États-Unis - URSS (22 février 1980)

 

Jeux Olympiques 1980, poule pour le titre.

La jeune équipe américaine, invaincue et séduisante dans ce tournoi olympique, est au pied d'une montagne. L'Union Soviétique n'ont perdu qu'une fois l'or olympique, en 1960, justement contre les États-Unis, vainqueur par un but de Bill Christian. Son fils avait 8 mois à l'époque, et a grandi en passant tous les jours devant la médaille d'or, au mur du salon : aujourd'hui, Dave peut succéder à son père ! Théoriquement ailier, il a été reconverti à l'arrière avant le tournoi par son entraîneur Herb Brooks, à cause de blessures mais aussi parce qu'il voit en lui un défenseur qui s'ignore (alors qu'il n'avait qu'une brève expérience du poste au lycée).

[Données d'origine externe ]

//! Article discovery and content fetching.
//!
//! The pipeline follows a two-phase pattern:
//!
//! 1. **Indexing**: Discover recent articles from the news API ([`perigon`])
//! 2. **Fetching**: Download each article page and extract readable text ([`page`])
//!
//! Both phases go through the retry decorator in [`crate::api`], so transient
//! network failures are retried before they surface as errors.

pub mod page;
pub mod perigon;
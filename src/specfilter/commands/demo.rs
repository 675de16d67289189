//! The classic walkthrough: filter by color, by size, then by both.
//!
//! Unlike `filter`, these scenarios are built from typed specifications and
//! the `Spec` operators rather than a query string.

use crate::commands::{index_items, CmdResult, ListedGroup, ListedItem};
use crate::error::Result;
use crate::filter::{Filter, ItemFilter};
use crate::model::{Color, ColorSpec, Product, Size, SizeSpec};
use crate::operators::Spec;
use crate::specification::{project, BoxedSpec, Specification};
use crate::store::CatalogStore;
use tracing::debug;

fn scenarios() -> Vec<(&'static str, BoxedSpec<Product>)> {
    vec![
        ("green", ColorSpec(Color::Green).boxed()),
        ("large", SizeSpec(Size::Large).boxed()),
        (
            "green and large",
            ColorSpec(Color::Green).and(SizeSpec(Size::Large)).boxed(),
        ),
        (
            "blue or small",
            (Spec(ColorSpec(Color::Blue)) | Spec(SizeSpec(Size::Small))).boxed(),
        ),
        ("not green", (!Spec(ColorSpec(Color::Green))).boxed()),
    ]
}

pub fn run<S: CatalogStore>(store: &S) -> Result<CmdResult> {
    let indexed = index_items(store.list_items()?);

    let groups = scenarios()
        .into_iter()
        .map(|(label, spec)| {
            let spec = project(spec, |listed: &ListedItem| &listed.item);
            let items: Vec<ListedItem> = ItemFilter
                .filter(&indexed, &spec)
                .into_iter()
                .cloned()
                .collect();
            debug!(scenario = label, matched = items.len(), "demo scenario");
            ListedGroup {
                label: label.to_string(),
                items,
            }
        })
        .collect();

    Ok(CmdResult::default().with_groups(groups))
}
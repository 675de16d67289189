use crate::commands::{index_items, CmdResult};
use crate::error::Result;
use crate::store::CatalogStore;

pub fn run<S: CatalogStore>(store: &S) -> Result<CmdResult> {
    let items = store.list_items()?;
    Ok(CmdResult::default().with_listed(index_items(items)))
}

#[cfg(test)]
mod tests {
    use super::*;
    use crate::store::memory::InMemoryCatalog;

    #[test]
    fn lists_every_item_with_positions() {
        let store = InMemoryCatalog::demo();
        let result = run(&store).unwrap();

        let indexes: Vec<_> = result.listed.iter().map(|l| l.index).collect();
        assert_eq!(indexes, vec![1, 2, 3]);
        assert_eq!(result.listed[2].item.name, "House");
    }

    #[test]
    fn empty_catalog_lists_nothing() {
        let store = InMemoryCatalog::default();
        assert!(run(&store).unwrap().listed.is_empty());
    }
}
//! Attribute schema definitions.
//!
//! Each item type publishes a static table of [`AttributeDef`]s. The query
//! parser uses it to reject unknown attributes and invalid enum values before
//! a specification is ever built.

use serde::Serialize;

/// The kind of value an attribute holds.
#[derive(Debug, Clone, Copy, PartialEq, Eq, Serialize)]
#[serde(rename_all = "lowercase")]
pub enum AttributeKind {
    /// Simple boolean (e.g., `in_stock`)
    Bool,

    /// Free-form string (e.g., `name`)
    Text,

    /// Closed set of values (e.g., `color`, `size`)
    Enum,

    /// List of strings (e.g., `tags`)
    List,
}

impl AttributeKind {
    pub fn label(&self) -> &'static str {
        match self {
            AttributeKind::Bool => "bool",
            AttributeKind::Text => "text",
            AttributeKind::Enum => "enum",
            AttributeKind::List => "list",
        }
    }
}

/// Definition of a single attribute.
#[derive(Debug, Clone, Serialize)]
pub struct AttributeDef {
    /// The attribute name used in queries (e.g., "color", "tags")
    pub name: &'static str,

    /// The kind of value this attribute holds
    pub kind: AttributeKind,

    /// Whether this attribute can be used in query conditions
    pub filterable: bool,

    /// Valid values for `Enum` attributes, lowercase. Empty for other kinds.
    pub values: &'static [&'static str],
}

impl AttributeDef {
    /// Create a new attribute definition (not filterable, no value set).
    pub const fn new(name: &'static str, kind: AttributeKind) -> Self {
        Self {
            name,
            kind,
            filterable: false,
            values: &[],
        }
    }

    /// Set the filterable flag.
    pub const fn filterable(mut self) -> Self {
        self.filterable = true;
        self
    }

    /// Restrict the attribute to a fixed value set.
    pub const fn with_values(mut self, values: &'static [&'static str]) -> Self {
        self.values = values;
        self
    }

    /// Whether `value` is acceptable for this attribute (case-insensitive for enums).
    pub fn accepts(&self, value: &str) -> bool {
        match self.kind {
            AttributeKind::Enum => self.values.iter().any(|v| v.eq_ignore_ascii_case(value)),
            AttributeKind::Bool => matches!(value, "true" | "false"),
            AttributeKind::Text | AttributeKind::List => true,
        }
    }
}

/// Look up an attribute definition by name.
pub fn lookup<'a>(schema: &'a [AttributeDef], name: &str) -> Option<&'a AttributeDef> {
    schema.iter().find(|def| def.name == name)
}

/// All filterable attributes of a schema.
pub fn filterable(schema: &[AttributeDef]) -> impl Iterator<Item = &AttributeDef> {
    schema.iter().filter(|def| def.filterable)
}

#[cfg(test)]
mod tests {
    use super::*;

    const SCHEMA: &[AttributeDef] = &[
        AttributeDef::new("name", AttributeKind::Text).filterable(),
        AttributeDef::new("shade", AttributeKind::Enum)
            .filterable()
            .with_values(&["light", "dark"]),
        AttributeDef::new("internal", AttributeKind::Bool),
    ];

    #[test]
    fn lookup_finds_known_attributes() {
        assert!(lookup(SCHEMA, "name").is_some());
        assert!(lookup(SCHEMA, "shade").is_some());
        assert!(lookup(SCHEMA, "internal").is_some());
    }

    #[test]
    fn unknown_attribute_returns_none() {
        assert!(lookup(SCHEMA, "nonexistent").is_none());
    }

    #[test]
    fn filterable_skips_internal() {
        let names: Vec<_> = filterable(SCHEMA).map(|def| def.name).collect();
        assert_eq!(names, vec!["name", "shade"]);
    }

    #[test]
    fn enum_accepts_only_listed_values() {
        let shade = lookup(SCHEMA, "shade").unwrap();
        assert!(shade.accepts("light"));
        assert!(shade.accepts("DARK"));
        assert!(!shade.accepts("medium"));
    }

    #[test]
    fn bool_accepts_true_and_false() {
        let internal = lookup(SCHEMA, "internal").unwrap();
        assert!(internal.accepts("true"));
        assert!(internal.accepts("false"));
        assert!(!internal.accepts("yes"));
    }

    #[test]
    fn text_accepts_anything() {
        let name = lookup(SCHEMA, "name").unwrap();
        assert!(name.accepts("Anything at all"));
    }
}
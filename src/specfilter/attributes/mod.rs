//! # Attribute System
//!
//! Items are opaque to the filter. To be matched by name (from a query string
//! or a generic [`AttrSpec`]) an item type implements [`Attributes`], which
//! exposes:
//!
//! - **Values**: `attr(name)` returns the current value of a named attribute
//! - **Schema**: `schema()` lists the attributes the type knows about, their
//!   kind, and (for enums) the set of valid values
//!
//! ## Attribute Kinds
//!
//! | Kind | Examples | Description |
//! |------|----------|-------------|
//! | `Text` | `name` | Free-form string |
//! | `Enum` | `color`, `size` | Closed set of values |
//! | `List` | `tags` | Open set of strings |
//! | `Bool` | `in_stock` | Simple true/false |
//!
//! ## Usage
//!
//! ```ignore
//! let value = product.attr("color");
//!
//! let spec = AttrSpec::eq("size", AttrValue::Enum("large".into()));
//! let large: Vec<&Product> = filter(&products, &spec);
//! ```

mod filter;
mod schema;
mod value;

pub use filter::{AttrSpec, FilterOp};
pub use schema::{filterable, lookup, AttributeDef, AttributeKind};
pub use value::AttrValue;

/// Named-attribute access for filterable items.
pub trait Attributes {
    /// The registry of attributes this item type exposes.
    fn schema() -> &'static [AttributeDef]
    where
        Self: Sized;

    /// The value of the named attribute, or `None` if the item has no such attribute.
    fn attr(&self, name: &str) -> Option<AttrValue>;
}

Pendant la phase d'observation, la technique supérieure des Soviétiques est évidente. Les Américains sont à la peine dans les sorties de zone, mais on sent que l'importance de l'évènement les transcende alors que leurs adversaires sont plus dans une routine. Les universitaires se distinguent ainsi pas la très forte intensité de leur patinage. Lorsqu'une très belle chevauchée de Bill Baker sur la droite aboutit à un centre pour Verchota dans l'enclave, les "USA, USA" résonnent dans une patinoire avide d'exploit. Une pénalité inutile de Mikhailov, qui a accroché McClanahan dans la zone offensive, est tuée. Mais après neuf minutes, le junior Vladimir Krutov met la pression sur Buzz Schneider, qui perd le palet dans sa zone, et dévie le tir de la ligne bleue qui semblait anodin de Kasatonov (0-1).

Trouvé dans le slot par une passe de Maltsev, Krutov n'est pas loin de doubler la mise en tirant à bout portant sur Jim Craig. Mais 45 secondes après cet arrêt, ce sont les Américains qui égalisent au contraire : Vladimir Golikov se fait enfermer avant de passer la ligne bleue, Mark Pavelich lui prend le palet et effectue une passe transversale en zone neutre pour Buzz Schneider dont le slap croisé en entrée de zone bat Tretiak côté mitaine (1-1).

Le but pique au vif l'Union soviétique qui réagit de manière plus soutenue : percée de Skorvtsov qui efface Christian en un contre un, tir sur engagement de Kharlamov capté par la mitaine de Craig... L'action-clé part d'une mise en échec de Kasatanov sur McClanahan contre la bande. Aleksandr Golikov remonte la glace avec le palet, passe la ligne bleue et donne une passe-abandon Sergei Makarov qui essaie de lui rendre la pareille en profondeur. Mais sa passe ricoche sur le patin du défenseur Morrow et la rondelle revient sur Makarov... qui la propulse dans la lucarne (1-2). Les Soviétiques semblent avoir atteint leur vitesse de croisière. Craig doit arrêter un lancer de Maltsev puis le rebond de Balderis, et surtout repousser de la botte gauche un tir de l'enclave de Mikhaïlov servi en retrait par Petrov. Mais dans la dernière minute, l'URSS semble rentrer au vestiaire par anticipation. Broten crée une première alerte à 2 contre 1. À cinq secondes de la fin, Dave Christian tire depuis son propre camp alors que les Américains changent de ligne, une action on ne peut plus anodine... Mark Johnson est le seul à y croire et à suivre le rebond laissé par Tretiak, contrairement à la paire défensive Bilyaletdinov-Pervukhin restée statique. Il peut alors contourner le gardien russe avancé pour marquer en angle (2-2). Un but improbable qui relance totalement le match. Il reste une seconde et le jeu doit donc reprendre : Tikhonov n'envoie que 3 joueurs sur la glace (!) et fait entrer son second gardien Vladimir Myshkin.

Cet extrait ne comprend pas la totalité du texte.